What to do -
Keep to one stretch of the data below, the lines from the one with "let s = Rc::clone(&seen);" up to and including the one with "let stream = subject", and return that stretch exactly.
---- Data under study
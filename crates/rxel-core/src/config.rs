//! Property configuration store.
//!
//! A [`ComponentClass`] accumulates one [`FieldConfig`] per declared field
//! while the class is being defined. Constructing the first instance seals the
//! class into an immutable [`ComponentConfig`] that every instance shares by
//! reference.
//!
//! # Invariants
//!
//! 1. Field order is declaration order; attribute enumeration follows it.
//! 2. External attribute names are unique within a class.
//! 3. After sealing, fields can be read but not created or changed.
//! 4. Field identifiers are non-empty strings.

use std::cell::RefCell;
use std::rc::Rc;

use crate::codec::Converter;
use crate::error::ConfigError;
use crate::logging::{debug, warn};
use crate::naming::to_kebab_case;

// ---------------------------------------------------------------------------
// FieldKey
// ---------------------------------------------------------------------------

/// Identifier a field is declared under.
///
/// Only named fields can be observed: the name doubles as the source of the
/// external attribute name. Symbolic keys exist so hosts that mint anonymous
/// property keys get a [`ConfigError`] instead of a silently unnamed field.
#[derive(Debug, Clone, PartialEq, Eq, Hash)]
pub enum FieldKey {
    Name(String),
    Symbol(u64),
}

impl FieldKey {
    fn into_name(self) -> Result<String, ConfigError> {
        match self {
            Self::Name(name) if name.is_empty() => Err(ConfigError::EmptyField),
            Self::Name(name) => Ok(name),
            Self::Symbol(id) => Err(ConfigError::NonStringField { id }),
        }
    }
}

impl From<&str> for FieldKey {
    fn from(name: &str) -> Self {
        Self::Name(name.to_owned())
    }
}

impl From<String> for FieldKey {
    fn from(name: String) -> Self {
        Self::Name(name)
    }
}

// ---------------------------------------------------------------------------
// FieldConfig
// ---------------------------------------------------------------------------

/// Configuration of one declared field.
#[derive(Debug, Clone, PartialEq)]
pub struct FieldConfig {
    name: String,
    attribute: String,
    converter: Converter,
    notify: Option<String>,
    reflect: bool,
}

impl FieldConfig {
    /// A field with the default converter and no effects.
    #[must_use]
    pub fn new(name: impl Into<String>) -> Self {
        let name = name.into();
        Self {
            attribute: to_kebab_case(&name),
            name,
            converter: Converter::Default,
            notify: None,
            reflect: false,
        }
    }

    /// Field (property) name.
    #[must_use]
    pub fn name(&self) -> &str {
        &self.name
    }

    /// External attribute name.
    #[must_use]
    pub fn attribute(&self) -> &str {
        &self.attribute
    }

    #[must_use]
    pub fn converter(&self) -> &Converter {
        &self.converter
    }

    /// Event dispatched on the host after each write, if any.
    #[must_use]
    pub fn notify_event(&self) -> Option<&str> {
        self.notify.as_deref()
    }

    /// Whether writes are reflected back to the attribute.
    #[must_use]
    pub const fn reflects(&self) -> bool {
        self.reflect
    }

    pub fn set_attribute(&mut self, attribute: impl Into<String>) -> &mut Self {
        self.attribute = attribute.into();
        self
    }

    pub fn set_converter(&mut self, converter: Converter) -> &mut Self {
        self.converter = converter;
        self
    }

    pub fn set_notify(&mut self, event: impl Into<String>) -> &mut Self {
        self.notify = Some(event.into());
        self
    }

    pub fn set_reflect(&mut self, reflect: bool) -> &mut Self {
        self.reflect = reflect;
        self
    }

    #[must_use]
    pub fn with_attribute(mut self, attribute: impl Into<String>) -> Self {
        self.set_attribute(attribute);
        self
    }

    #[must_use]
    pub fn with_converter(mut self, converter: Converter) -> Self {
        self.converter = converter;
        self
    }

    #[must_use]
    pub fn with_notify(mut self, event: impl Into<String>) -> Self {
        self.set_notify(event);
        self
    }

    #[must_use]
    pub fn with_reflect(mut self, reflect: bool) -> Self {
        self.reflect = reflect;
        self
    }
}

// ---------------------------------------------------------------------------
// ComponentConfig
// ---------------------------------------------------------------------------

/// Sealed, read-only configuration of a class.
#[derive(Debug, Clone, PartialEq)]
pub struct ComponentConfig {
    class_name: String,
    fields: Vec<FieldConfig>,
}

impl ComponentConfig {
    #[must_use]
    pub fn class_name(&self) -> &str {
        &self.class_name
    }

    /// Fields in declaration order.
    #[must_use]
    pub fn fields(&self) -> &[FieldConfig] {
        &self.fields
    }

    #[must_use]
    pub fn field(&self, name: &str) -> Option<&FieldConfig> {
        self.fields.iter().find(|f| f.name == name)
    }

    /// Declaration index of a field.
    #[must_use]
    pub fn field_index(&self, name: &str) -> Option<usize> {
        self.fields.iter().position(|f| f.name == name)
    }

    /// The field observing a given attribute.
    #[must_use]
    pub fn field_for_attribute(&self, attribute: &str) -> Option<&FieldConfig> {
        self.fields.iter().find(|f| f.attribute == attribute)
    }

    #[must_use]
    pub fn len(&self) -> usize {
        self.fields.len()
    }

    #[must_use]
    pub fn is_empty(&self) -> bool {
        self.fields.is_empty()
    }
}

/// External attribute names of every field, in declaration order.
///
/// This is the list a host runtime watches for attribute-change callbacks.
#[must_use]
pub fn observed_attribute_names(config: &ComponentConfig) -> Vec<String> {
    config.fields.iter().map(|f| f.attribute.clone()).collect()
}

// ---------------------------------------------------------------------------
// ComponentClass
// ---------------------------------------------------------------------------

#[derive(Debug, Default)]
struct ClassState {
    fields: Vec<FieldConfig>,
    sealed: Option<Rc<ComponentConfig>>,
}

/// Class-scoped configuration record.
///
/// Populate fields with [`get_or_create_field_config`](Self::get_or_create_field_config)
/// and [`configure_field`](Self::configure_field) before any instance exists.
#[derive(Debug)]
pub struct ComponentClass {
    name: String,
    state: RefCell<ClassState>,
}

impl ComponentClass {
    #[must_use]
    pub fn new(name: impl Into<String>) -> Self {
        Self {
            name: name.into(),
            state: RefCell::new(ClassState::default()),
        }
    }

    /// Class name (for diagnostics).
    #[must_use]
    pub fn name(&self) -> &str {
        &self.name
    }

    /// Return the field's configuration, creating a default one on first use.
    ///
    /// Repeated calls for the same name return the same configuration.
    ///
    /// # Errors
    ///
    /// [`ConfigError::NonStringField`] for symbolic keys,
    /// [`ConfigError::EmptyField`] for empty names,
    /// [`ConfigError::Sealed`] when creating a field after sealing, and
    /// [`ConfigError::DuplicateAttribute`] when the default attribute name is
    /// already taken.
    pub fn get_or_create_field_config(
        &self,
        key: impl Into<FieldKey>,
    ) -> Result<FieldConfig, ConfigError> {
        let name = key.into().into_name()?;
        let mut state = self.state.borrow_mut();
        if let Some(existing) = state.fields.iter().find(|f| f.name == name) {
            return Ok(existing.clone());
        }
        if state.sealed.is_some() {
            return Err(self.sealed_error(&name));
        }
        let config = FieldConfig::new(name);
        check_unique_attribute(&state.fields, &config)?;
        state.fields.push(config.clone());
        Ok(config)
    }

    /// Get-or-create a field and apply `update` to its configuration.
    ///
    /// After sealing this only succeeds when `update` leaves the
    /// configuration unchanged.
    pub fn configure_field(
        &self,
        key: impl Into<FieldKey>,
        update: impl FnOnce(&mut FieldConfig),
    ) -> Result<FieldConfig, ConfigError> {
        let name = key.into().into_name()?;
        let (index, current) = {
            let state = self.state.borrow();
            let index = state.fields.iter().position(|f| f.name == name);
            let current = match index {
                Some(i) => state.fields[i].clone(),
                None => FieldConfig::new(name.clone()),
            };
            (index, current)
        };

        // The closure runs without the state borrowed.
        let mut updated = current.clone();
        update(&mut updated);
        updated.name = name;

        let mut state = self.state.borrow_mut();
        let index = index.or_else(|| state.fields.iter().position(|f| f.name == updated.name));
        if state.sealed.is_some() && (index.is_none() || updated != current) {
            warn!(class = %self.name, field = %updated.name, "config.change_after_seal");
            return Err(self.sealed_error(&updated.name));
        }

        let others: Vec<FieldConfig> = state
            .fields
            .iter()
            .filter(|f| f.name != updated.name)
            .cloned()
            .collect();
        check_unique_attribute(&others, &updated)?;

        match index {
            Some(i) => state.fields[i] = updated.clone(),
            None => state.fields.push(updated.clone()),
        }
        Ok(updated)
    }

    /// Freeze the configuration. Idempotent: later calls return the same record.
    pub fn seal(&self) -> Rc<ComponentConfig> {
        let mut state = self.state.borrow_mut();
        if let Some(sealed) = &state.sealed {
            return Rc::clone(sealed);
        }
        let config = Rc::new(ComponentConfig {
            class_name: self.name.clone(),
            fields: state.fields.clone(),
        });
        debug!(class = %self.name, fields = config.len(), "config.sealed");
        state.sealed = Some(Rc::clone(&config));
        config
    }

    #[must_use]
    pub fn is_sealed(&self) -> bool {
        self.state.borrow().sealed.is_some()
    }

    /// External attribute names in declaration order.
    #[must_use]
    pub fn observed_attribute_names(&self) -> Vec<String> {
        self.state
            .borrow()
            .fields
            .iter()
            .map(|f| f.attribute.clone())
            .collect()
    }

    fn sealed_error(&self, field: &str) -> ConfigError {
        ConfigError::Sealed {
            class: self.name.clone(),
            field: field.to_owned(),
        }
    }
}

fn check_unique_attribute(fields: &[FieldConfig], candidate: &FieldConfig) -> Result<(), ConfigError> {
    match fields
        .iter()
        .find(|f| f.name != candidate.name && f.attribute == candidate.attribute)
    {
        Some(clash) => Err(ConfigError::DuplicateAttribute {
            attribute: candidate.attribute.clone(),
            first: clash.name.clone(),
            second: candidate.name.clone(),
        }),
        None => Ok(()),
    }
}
--------
---- Data under study
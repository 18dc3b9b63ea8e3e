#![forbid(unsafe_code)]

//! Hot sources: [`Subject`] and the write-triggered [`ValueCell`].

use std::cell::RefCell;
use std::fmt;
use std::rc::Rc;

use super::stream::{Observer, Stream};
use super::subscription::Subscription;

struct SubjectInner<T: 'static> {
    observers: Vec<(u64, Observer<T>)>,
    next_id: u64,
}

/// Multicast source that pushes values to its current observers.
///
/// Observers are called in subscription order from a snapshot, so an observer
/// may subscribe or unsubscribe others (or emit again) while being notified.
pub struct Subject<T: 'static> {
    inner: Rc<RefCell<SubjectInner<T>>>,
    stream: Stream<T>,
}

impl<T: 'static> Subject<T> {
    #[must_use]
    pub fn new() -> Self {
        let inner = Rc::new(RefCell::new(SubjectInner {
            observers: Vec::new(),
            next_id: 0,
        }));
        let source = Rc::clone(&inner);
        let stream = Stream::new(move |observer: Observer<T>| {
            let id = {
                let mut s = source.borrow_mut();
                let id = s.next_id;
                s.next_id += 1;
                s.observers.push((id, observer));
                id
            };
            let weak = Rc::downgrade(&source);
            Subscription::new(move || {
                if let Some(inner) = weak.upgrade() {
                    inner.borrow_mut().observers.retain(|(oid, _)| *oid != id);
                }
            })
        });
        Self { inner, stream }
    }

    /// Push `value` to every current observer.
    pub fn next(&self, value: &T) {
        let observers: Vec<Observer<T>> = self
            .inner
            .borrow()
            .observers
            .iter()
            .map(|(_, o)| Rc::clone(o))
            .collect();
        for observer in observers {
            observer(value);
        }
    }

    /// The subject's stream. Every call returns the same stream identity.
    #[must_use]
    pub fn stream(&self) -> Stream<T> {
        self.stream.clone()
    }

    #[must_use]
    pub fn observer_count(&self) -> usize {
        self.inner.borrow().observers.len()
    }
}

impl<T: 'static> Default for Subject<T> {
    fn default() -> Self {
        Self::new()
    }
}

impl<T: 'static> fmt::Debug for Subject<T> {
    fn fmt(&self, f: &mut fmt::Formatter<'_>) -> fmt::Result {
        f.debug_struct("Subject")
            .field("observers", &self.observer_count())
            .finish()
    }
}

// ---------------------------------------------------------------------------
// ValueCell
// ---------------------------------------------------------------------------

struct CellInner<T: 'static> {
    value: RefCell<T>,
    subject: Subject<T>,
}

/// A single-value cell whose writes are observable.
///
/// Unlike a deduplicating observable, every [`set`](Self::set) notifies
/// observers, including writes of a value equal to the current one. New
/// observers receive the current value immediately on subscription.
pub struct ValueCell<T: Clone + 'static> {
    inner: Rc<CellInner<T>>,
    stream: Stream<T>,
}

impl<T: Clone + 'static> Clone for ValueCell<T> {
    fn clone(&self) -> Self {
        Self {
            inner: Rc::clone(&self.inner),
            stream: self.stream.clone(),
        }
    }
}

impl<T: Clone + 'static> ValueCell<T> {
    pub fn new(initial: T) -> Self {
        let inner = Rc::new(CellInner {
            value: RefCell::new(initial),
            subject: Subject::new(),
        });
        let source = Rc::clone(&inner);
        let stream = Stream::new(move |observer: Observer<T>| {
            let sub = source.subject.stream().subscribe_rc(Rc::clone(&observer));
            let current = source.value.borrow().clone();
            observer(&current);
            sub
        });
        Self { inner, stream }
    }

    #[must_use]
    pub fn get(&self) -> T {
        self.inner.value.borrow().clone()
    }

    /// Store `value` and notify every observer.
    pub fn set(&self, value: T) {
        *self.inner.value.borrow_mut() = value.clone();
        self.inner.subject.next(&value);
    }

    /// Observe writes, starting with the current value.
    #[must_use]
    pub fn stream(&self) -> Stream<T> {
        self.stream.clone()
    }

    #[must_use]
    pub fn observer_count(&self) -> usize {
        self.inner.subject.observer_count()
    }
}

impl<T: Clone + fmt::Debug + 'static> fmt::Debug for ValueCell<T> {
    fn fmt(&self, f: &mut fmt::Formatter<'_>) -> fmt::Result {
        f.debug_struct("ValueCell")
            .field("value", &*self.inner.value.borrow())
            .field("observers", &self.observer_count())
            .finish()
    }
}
--------
---- Data under study
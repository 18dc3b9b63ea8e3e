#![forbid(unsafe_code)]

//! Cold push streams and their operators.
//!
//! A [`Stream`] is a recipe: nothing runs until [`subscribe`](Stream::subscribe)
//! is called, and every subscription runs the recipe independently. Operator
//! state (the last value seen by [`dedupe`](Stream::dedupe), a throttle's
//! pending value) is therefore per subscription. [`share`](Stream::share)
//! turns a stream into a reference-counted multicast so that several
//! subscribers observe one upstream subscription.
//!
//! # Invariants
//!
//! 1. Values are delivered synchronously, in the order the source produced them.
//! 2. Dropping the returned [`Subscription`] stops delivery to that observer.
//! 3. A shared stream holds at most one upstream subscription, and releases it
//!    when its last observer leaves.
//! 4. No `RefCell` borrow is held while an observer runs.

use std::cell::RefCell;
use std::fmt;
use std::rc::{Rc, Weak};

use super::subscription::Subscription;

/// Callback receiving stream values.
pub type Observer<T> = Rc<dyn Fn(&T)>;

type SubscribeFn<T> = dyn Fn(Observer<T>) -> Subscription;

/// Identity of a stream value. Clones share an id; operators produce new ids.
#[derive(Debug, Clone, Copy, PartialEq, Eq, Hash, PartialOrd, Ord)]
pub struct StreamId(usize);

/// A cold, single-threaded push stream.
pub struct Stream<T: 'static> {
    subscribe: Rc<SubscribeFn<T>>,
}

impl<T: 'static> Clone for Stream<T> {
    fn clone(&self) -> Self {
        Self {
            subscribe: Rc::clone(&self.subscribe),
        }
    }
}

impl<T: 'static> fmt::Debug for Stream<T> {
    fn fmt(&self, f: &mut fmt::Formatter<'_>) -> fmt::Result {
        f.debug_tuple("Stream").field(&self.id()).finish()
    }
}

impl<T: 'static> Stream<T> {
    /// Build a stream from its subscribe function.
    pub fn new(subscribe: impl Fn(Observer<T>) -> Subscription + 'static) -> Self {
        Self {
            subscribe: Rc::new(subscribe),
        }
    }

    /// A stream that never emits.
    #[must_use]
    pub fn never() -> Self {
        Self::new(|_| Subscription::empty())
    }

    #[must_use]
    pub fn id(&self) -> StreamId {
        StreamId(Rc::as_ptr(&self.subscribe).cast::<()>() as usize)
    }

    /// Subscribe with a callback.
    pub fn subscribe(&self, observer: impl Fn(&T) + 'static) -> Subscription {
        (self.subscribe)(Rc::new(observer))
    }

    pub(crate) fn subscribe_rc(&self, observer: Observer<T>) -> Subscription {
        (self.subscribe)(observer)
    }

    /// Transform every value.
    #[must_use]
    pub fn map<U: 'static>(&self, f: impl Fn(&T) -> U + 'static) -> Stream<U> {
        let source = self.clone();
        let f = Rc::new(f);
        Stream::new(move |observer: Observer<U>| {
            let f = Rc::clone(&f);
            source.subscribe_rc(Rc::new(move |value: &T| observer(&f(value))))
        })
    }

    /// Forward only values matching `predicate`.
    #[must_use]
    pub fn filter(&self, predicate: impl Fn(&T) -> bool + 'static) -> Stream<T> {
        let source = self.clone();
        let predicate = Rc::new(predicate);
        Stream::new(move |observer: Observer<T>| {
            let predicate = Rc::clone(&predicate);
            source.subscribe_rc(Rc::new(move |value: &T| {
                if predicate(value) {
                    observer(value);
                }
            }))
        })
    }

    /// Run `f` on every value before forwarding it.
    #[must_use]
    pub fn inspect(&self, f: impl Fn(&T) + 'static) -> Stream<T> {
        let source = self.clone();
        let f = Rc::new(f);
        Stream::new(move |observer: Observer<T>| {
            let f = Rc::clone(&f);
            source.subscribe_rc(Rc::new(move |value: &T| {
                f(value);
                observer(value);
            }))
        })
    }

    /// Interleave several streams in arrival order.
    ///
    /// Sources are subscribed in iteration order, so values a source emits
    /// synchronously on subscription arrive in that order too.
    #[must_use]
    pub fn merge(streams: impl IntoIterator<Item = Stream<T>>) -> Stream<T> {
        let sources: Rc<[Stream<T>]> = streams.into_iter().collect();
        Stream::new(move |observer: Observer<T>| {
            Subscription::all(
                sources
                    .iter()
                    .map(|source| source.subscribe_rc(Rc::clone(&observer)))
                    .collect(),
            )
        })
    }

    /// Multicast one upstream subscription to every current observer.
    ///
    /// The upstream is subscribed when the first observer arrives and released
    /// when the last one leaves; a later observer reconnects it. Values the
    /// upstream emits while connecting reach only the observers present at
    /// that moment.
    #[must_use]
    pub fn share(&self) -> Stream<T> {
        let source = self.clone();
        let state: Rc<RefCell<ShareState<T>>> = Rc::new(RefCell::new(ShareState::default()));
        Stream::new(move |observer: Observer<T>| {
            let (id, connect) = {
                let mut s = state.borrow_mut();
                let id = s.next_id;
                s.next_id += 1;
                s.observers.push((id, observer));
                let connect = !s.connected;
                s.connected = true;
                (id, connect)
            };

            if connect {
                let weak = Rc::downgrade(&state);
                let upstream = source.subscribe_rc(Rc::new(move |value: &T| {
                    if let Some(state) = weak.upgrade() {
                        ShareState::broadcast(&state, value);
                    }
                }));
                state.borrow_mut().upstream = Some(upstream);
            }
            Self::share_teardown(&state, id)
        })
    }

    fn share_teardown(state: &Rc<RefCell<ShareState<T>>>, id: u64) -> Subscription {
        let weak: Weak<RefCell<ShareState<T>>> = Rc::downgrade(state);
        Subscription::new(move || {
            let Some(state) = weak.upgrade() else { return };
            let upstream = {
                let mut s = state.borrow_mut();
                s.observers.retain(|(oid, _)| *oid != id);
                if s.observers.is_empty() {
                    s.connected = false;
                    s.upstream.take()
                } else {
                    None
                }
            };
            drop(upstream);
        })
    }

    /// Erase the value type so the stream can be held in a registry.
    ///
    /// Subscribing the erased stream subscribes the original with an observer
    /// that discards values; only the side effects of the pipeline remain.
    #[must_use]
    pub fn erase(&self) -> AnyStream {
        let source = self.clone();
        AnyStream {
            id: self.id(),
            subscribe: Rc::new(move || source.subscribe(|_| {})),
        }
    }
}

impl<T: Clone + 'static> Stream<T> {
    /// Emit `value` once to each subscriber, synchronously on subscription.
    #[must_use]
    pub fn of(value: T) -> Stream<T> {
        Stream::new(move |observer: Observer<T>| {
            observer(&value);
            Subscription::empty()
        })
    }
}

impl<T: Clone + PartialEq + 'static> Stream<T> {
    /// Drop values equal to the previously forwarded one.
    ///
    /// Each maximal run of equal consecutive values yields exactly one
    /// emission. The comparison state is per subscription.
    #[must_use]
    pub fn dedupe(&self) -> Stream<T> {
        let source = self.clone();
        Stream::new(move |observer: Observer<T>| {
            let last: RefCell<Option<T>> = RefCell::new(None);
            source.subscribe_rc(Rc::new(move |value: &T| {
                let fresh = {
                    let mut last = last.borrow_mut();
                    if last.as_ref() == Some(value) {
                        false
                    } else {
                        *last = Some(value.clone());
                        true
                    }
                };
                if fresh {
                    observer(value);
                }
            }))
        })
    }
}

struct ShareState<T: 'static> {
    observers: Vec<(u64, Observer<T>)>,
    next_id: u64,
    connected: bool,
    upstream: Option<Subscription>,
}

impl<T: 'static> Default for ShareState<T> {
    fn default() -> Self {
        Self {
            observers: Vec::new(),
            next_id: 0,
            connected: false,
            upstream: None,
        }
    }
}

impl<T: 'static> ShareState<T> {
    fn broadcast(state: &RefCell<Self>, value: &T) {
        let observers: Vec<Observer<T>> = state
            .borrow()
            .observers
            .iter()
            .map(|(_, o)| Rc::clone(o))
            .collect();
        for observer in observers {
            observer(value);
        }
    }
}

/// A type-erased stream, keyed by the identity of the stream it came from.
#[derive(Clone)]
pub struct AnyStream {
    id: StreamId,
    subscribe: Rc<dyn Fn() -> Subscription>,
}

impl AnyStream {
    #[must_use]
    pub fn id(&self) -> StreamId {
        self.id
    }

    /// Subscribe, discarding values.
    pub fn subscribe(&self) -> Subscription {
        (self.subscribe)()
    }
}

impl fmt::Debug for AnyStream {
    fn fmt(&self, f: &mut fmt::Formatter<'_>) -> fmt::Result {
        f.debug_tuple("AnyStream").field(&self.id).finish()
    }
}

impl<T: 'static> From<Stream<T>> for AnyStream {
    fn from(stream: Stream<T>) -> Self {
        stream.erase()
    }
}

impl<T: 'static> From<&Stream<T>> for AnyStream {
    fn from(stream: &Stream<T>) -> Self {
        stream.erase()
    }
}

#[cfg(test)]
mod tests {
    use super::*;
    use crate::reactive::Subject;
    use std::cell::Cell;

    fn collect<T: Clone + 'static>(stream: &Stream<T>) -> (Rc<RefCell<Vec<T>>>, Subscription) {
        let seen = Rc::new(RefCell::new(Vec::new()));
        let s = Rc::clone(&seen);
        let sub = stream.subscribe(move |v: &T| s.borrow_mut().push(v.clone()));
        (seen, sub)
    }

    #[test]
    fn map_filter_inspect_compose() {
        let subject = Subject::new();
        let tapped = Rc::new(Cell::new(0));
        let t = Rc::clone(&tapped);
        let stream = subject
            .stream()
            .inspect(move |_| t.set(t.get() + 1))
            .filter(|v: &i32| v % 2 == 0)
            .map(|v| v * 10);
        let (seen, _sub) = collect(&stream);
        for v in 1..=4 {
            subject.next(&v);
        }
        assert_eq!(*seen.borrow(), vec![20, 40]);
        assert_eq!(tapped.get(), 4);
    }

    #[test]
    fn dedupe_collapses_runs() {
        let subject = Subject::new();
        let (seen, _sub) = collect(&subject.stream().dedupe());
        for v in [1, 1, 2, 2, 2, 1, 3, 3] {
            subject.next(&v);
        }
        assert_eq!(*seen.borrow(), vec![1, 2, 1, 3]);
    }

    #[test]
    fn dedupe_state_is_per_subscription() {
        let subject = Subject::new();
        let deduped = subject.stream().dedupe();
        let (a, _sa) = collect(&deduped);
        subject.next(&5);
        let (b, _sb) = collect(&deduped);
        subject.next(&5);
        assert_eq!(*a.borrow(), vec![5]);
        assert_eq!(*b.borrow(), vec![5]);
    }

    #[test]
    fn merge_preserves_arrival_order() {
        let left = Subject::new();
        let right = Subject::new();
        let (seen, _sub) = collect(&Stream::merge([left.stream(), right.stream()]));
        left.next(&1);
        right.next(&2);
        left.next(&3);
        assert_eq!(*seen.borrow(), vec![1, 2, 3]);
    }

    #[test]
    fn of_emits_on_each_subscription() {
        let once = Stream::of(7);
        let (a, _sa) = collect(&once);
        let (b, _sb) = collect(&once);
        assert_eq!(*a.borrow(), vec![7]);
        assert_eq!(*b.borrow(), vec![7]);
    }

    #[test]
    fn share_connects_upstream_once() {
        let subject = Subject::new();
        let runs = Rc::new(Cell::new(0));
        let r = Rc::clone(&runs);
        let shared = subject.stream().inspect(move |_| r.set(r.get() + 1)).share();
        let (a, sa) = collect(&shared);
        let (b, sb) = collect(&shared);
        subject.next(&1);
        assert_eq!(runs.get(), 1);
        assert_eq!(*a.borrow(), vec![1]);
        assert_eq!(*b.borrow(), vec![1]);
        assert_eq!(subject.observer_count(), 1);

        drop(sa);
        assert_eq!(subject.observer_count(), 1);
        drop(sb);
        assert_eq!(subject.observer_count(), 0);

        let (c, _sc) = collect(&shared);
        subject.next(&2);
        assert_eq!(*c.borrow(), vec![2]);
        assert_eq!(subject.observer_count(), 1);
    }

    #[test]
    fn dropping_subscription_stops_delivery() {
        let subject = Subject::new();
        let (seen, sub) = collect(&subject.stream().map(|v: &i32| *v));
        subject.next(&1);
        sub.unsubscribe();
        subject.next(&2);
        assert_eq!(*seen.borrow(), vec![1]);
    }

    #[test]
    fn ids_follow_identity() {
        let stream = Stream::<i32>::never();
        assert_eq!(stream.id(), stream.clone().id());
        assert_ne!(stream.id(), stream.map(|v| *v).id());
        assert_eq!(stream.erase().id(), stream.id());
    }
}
--------
Exercise result -
        let s = Rc::clone(&seen);
        let sub = stream.subscribe(move |v: &T| s.borrow_mut().push(v.clone()));
        (seen, sub)
    }

    #[test]
    fn map_filter_inspect_compose() {
        let subject = Subject::new();
        let tapped = Rc::new(Cell::new(0));
        let t = Rc::clone(&tapped);
        let stream = subject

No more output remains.